In any game, breakable objects are tough enough. Only in extremely recent games like "The Force Unleashed" have they even been brought to a level higher in complexity than objects like tables that split into a few premodelled pieces when damaged enough. And even THAT takes considerable effort.
Even in 3D animation it's usually a simple illusion done with particles, and it's hard to pull off correctly because it's usually only on random faces that an object will break into chunks.
Now, you're talking about a BUILDING...That's different **** altogether. A building isn't a piece of wood that's solid and can break into a few jagged pieces and be done. If you want it to look realistic, you have to account for what's INSIDE the walls, what's inside the building, supports, drywall, what have you.
Making a realistic destruction in this instance is a project in itself. There are 3D plugins like ThinkingParticles and BlastCode (which looks kickass, but is for Maya only ;_; ) which have features/are designed to handle this sort of thing, but that stuff is extremely expensive.
Now, single-player, you can get a good deal of destruction out of say...the Source engine. In Garry's Mod, there are a few maps built around 100% destructible structure, like, a destructible house, drydock, Roman temple...
The first two of those no longer work because of something that hapenned between the last major update to GMod...But the house, for instance, was built up of custom models of drywall and plywood carefully arranged. It lagged like crazy when massive destruction was going on, and would kill any multiplay server, but essentially it could be chipped away piece by piece until it all collapsed into a very realistic looking wreck. It wasn't perfect mind you. Nearly all the custom objects had no proper gib and would just disappear when destroyed, or the house would stay standing at moments where structural fatigue would have no effect, because some of the supports where built to float apart from gravity.
Drydock was better, but only so much. Still no real gibbing, though all the breakable ropes in the ceiling helped make it look cool when it collapsed. Unfortunately it was a bit too big to completely collapse under any one thing lesser than a damned nuke.
Now, Temple was done very well. It was big, but not too big, used stone walls and realistic segments of Roman-esque pillars. It was simple, but looked realistic in construction. It didn't gib into models, but it did gib into sizeable concrete chunks that looked chaotic enough in a full blown demolition. This one was easily the most realistic in terms of how and when it would collapse. The inner walls could all be destroyed without affecting the pillars, if you were very careful, but normally this wasn't the case. take down two corners, and watchit collapse on itself. Then, later, take out a support or two and watch the back wall you left standing stretch and give out under it's own weight and fall into the mess. Adding an antlion guard and tricking it into ramming supports in this map is just plain fun.

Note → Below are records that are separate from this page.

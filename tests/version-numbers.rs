// Copyright (c) 2017-2022, Lawrence Livermore National Security, LLC and other CEED contributors.
// All Rights Reserved. See the top-level LICENSE and NOTICE files for details.
//
// SPDX-License-Identifier: BSD-2-Clause
//
// This file is part of CEED:  http://github.com/ceed

#[test]
fn test_readme_deps() {
    version_sync::assert_markdown_deps_updated!("README.md");
}

#[test]
fn test_doc_version() {
    version_sync::assert_contains_regex!("README.md", "{name} = \"{version}\"");
}
//! # homerelay-adapter-antares
//!
//! Outbound adapter for the [Antares](https://antares.id) IoT platform, a
//! oneM2M CSE reachable over HTTPS.
//!
//! ## Responsibilities
//! - Build the control and monitor resource URLs from [`AntaresConfig`]
//! - Create content instances (`POST …/{control_container}`, `ty=4`)
//! - Retrieve the monitor container's virtual resource (`GET …/{monitor_container}/ol`)
//! - Authenticate every request with the `X-M2M-Origin` header
//!
//! Replies are handed back with their status untouched; only transport
//! failures become errors.
//!
//! ## Dependency rule
//! Same as other adapters: depends on `homerelay-app` and `homerelay-domain`.

pub mod config;
pub mod error;
mod gateway;

pub use config::AntaresConfig;
pub use error::AntaresError;
pub use gateway::{AntaresGateway, ORIGIN_HEADER};
//! Antares adapter error types.

use homerelay_domain::error::HomeRelayError;

/// Errors specific to the Antares adapter.
#[derive(Debug, thiserror::Error)]
pub enum AntaresError {
    /// No access key configured for `X-M2M-Origin`.
    #[error("Antares origin (access key) is not configured")]
    MissingOrigin,

    /// The access key cannot be sent as an HTTP header value.
    #[error("Antares origin contains characters not allowed in a header")]
    InvalidOrigin,

    /// A resource URL built from the configuration does not parse.
    #[error("invalid Antares URL {0}")]
    InvalidUrl(String),

    /// A zero timeout would fail every request before it is sent.
    #[error("Antares timeout_secs must be greater than zero")]
    ZeroTimeout,

    /// The HTTP client could not be constructed.
    #[error("failed to build HTTP client")]
    ClientBuild(#[source] reqwest::Error),

    /// The request could not be sent or its reply could not be read.
    #[error("request to Antares failed")]
    Transport(#[source] reqwest::Error),

    /// A content instance could not be serialized.
    #[error("failed to encode content instance")]
    Encode(#[source] serde_json::Error),
}

impl AntaresError {
    /// Convert into a [`HomeRelayError`] for propagation across port
    /// boundaries.
    #[must_use]
    pub fn into_domain(self) -> HomeRelayError {
        match self {
            Self::Encode(err) => HomeRelayError::Encode(err),
            other => HomeRelayError::Upstream(Box::new(other)),
        }
    }
}

impl From<AntaresError> for HomeRelayError {
    fn from(err: AntaresError) -> Self {
        err.into_domain()
    }
}

#[cfg(test)]
mod tests {
    use super::*;

    #[test]
    fn should_display_missing_origin_error() {
        let err = AntaresError::MissingOrigin;
        assert_eq!(err.to_string(), "Antares origin (access key) is not configured");
    }

    #[test]
    fn should_display_invalid_url_error() {
        let err = AntaresError::InvalidUrl("nope/home-control".to_string());
        assert_eq!(err.to_string(), "invalid Antares URL nope/home-control");
    }

    #[test]
    fn should_convert_config_errors_to_upstream_error() {
        let err: HomeRelayError = AntaresError::InvalidOrigin.into();
        assert!(matches!(err, HomeRelayError::Upstream(_)));
    }

    #[test]
    fn should_convert_encode_error_back_to_domain() {
        let json_err = serde_json::from_str::<serde_json::Value>("{{bad").unwrap_err();
        let err: HomeRelayError = AntaresError::Encode(json_err).into();
        assert!(matches!(err, HomeRelayError::Encode(_)));
    }
}
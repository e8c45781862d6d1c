//! Common error types used across the workspace.
//!
//! Each layer defines its own typed errors and converts into
//! [`HomeRelayError`] at the port boundary.

/// Top-level error for homerelay use-cases.
#[derive(Debug, thiserror::Error)]
pub enum HomeRelayError {
    /// The platform could not be reached (DNS, TLS, connect, timeout, …).
    #[error("upstream request failed")]
    Upstream(#[source] Box<dyn std::error::Error + Send + Sync>),

    /// The platform answered with a body that could not be decoded.
    #[error("invalid upstream response")]
    Decode(#[from] DecodeError),

    /// A relay command could not be serialized into a content instance.
    #[error("failed to encode relay command")]
    Encode(#[source] serde_json::Error),
}

/// A successful upstream reply whose body is not valid JSON.
#[derive(Debug, thiserror::Error)]
#[error("upstream replied with status {status} and a body that is not valid JSON")]
pub struct DecodeError {
    /// Status code the body came with.
    pub status: u16,
    /// Underlying parse failure.
    #[source]
    pub source: serde_json::Error,
}
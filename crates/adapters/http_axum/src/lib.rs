//! # homerelay-adapter-http-axum
//!
//! HTTP adapter built on [axum](https://docs.rs/axum).
//!
//! ## Responsibilities
//! - Serve the **JSON API** consumed by the smart-home front-end
//!   (`/api/antares/control`, `/api/antares/ol`)
//! - Map HTTP requests into application service calls (driving adapter)
//! - Map application results into JSON responses, keeping the response
//!   shapes the front-end relies on (`{ success, res }`, `{ error, status }`)
//! - Expose `/health` for liveness probes
//!
//! ## Dependency rule
//! Depends on `homerelay-app` (for port traits and services) and
//! `homerelay-domain` (for domain types used in request/response mapping).
//! Never leaks axum types into the domain.

pub mod api;
pub mod error;
pub mod router;
pub mod state;
//! Application services: use-case implementations.
//!
//! Each service struct accepts port trait implementations via generic parameters
//! (constructor injection), keeping this layer decoupled from concrete adapters.

pub mod control_service;
pub mod monitor_service;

But, I digress. Now, recently in HL2 Episode 2, the Source engine was equipped with a cinematic destruction feature, where a complex object like a bridge, wooden house or steel radio tower would be simulated in a destruction sequence, which would then be saved as cached vertex data, and easily called upon without lag in-game. Now, this destructible isn't really player manipulated, unless you count the triggers that cause them. They're pre-simulated and will always result in the same exact sequence, whatever the player does, so they're not really physics objects...just very very complex animated models.
In short, destructibles are extremely hard, an artform of their own, and expecting a relic like GldSource to handle it realistically is not so much a tall order as a request to part the Red Sea.